На ней была солдатская стеганка, зеленая юбка из трофейного сукна и юфтевые сапоги на высоких каблучках, сшитые по ноге. Учительница сбросила пуховый платок, и Иван Данилович увидел тяжелые золотые косы, красиво уложенные вокруг головы.
— Иван Данилович, иди в мою хату. Жди там, пока кончатся наши сборы, — попросил Отченашенко.
— Вы что, не доверяете мне? — обиделся ветеринар.
— Доверяем. Но такой порядок, сборы закрытые, а ты беспартийный. Так что не обижайся, дорогой.
Иван Данилович, насупившись, вышел, и Отченашенко открыл собрание партячейки.
— Садись, товарищ Балайда, за стол, рисуй протокол. На повестке дня самый больной вопрос нашей жизни: как уберечь мужиков нашего села от голодной смерти… Предлагаю товарищам коммунистам высказаться: как быть, что делать?
— Что тут высказываться, помощи ждать неоткуда, вся надежда только на самих себя, — сказал Плющ, помолчал немного, ударил себя кулаком в широкую грудь и крикнул: — У куркулей хлеба хоть завались, так они и под проценты не дадут, его надо забрать силой! Вот и весь сказ.
— Не можно брать силком, — простонал Отченашенко. — Советская власть не дозволяет такого произвола, а советская власть — это мы, товарищи, с вами.

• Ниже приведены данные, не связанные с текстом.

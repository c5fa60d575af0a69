//! Who a command is about, and how names become identities.

use std::collections::HashMap;
use std::sync::RwLock;

use crate::error::{Error, Result};
use crate::store::Identity;

/// Subject of a stack command as it arrives from the command layer.
#[derive(Debug, Clone, PartialEq, Eq)]
pub enum Subject {
    /// Already a stable identity.
    Resolved(Identity),
    /// A name typed by a user, to be looked up in the directory.
    Unresolved(String),
    /// No subject given; the invoking participant is meant.
    Missing,
}

/// Name to identity lookup.
pub trait Directory: Send + Sync {
    /// Resolve a human-readable name (with or without `@`).
    fn resolve(&self, name: &str) -> Option<Identity>;

    /// How to mention an identity in a reply, e.g. `@zaphod`.
    fn mention(&self, identity: &Identity) -> String;
}

/// Resolve a subject once, at the service boundary.
pub fn resolve_subject(
    subject: &Subject,
    invoker: &Identity,
    directory: &dyn Directory,
) -> Result<Identity> {
    match subject {
        Subject::Resolved(identity) => Ok(identity.clone()),
        Subject::Missing => Ok(invoker.clone()),
        Subject::Unresolved(name) => directory
            .resolve(name)
            .ok_or_else(|| Error::IdentityNotFound(normalize_name(name))),
    }
}

fn normalize_name(name: &str) -> String {
    name.trim().trim_start_matches('@').to_string()
}

#[derive(Debug, Default)]
struct Roster {
    by_name: HashMap<String, Identity>,
    names: HashMap<Identity, String>,
}

/// Directory of participants seen in chat, seeded from configuration.
///
/// Name lookups ignore case and a leading `@`.
#[derive(Debug, Default)]
pub struct RosterDirectory {
    roster: RwLock<Roster>,
}

impl RosterDirectory {
    pub fn new() -> Self {
        Self::default()
    }

    /// Build from the `directory` settings section (name -> identity).
    pub fn from_config(entries: &HashMap<String, String>) -> Self {
        let directory = Self::new();
        for (name, identity) in entries {
            directory.learn(name, Identity::new(identity.clone()));
        }
        directory
    }

    /// Record (or refresh) the name a participant is known by.
    pub fn learn(&self, name: &str, identity: Identity) {
        let name = normalize_name(name);
        if name.is_empty() {
            return;
        }
        let Ok(mut roster) = self.roster.write() else {
            tracing::warn!("Roster lock poisoned; not learning {}", name);
            return;
        };

        if let Some(previous) = roster.names.insert(identity.clone(), name.clone()) {
            let key = previous.to_lowercase();
            // The old name may already belong to someone else.
            if key != name.to_lowercase() && roster.by_name.get(&key) == Some(&identity) {
                roster.by_name.remove(&key);
            }
        }
        if let Some(displaced) = roster.by_name.insert(name.to_lowercase(), identity.clone()) {
            if displaced != identity {
                roster.names.remove(&displaced);
            }
        }
    }
}

impl Directory for RosterDirectory {
    fn resolve(&self, name: &str) -> Option<Identity> {
        let key = normalize_name(name).to_lowercase();
        self.roster.read().ok()?.by_name.get(&key).cloned()
    }

    fn mention(&self, identity: &Identity) -> String {
        let name = self
            .roster
            .read()
            .ok()
            .and_then(|r| r.names.get(identity).cloned());
        format!("@{}", name.unwrap_or_else(|| identity.to_string()))
    }
}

Раздался манящий удар колокола, один, другой, третий — поп Пафнутий призывал прихожан к вечерне. Медные раскаты словно пробудили от сна кузнеца Романушко, забившегося в угол хаты, под иконы, у которых сухо, будто оживший кузнечик, потрескивала лампадка. Он поднялся во весь рост, расправил широкие плечи, попросил:
— Дай мне слово, Никифорыч. — Вышел на свет к столу и, как перед работой, поплевал в широченные шершавые ладони. — Нет у нас, граждане, никакого капиталу в селе, окромя божьего могущества, что вот уже какой год надежно сберегается в храме. Читал я в газетке «Беднота», будто в России, на Волге и во Владимире, мужики самочинно реквизируют религиозный инвентарь, без стеснения заходят и в соборы, и в монастыри и берут все, что имеет цену, на неотложные нужды народа. Предлагаю забрать из нашего алтаря золотую чашу, плащаницу, дароносицу, хоругви, кадильницу и хресты серебряные. И все это богатство поменять в Чарусе на хлеб, бо наша детва совсем зачахнет без хлеба.
Кузнец говорил медленно, подгоняя слово к слову, словно ковал звенья одной цепи, и по лицам людей, освещенных тусклым светом лампы, видел, как взволновали их его кощунственные речи. Жизнь любого здесь человека прочными узами была связана с церковью. Всех крестили в одной купели, а потом в той же медной помятой купели крестили их детей. Каждого из них венчали в этой церкви.
Кузнец Романушко до мельчайших подробностей вспомнил высокий храм, залитый желтым огнем свечей, и торжественный голос священника у себя над ухом: «Обручается раб божий Иван с рабой божией Марией», и то, как священник дал ему и молодой Марии выпить терпкого красного вина, разбавленного водой, а потом, как маленьких, водил за руки вокруг высокого аналоя с лежащим на нем Евангелием. Давно это было, а вот же не забылось до сих пор и вспоминается с радостью. И, желая отогнать от себя возникшее видение, Романушко взмахнул рукой, едва не опрокинув лампу, и грузно опустился на лавку.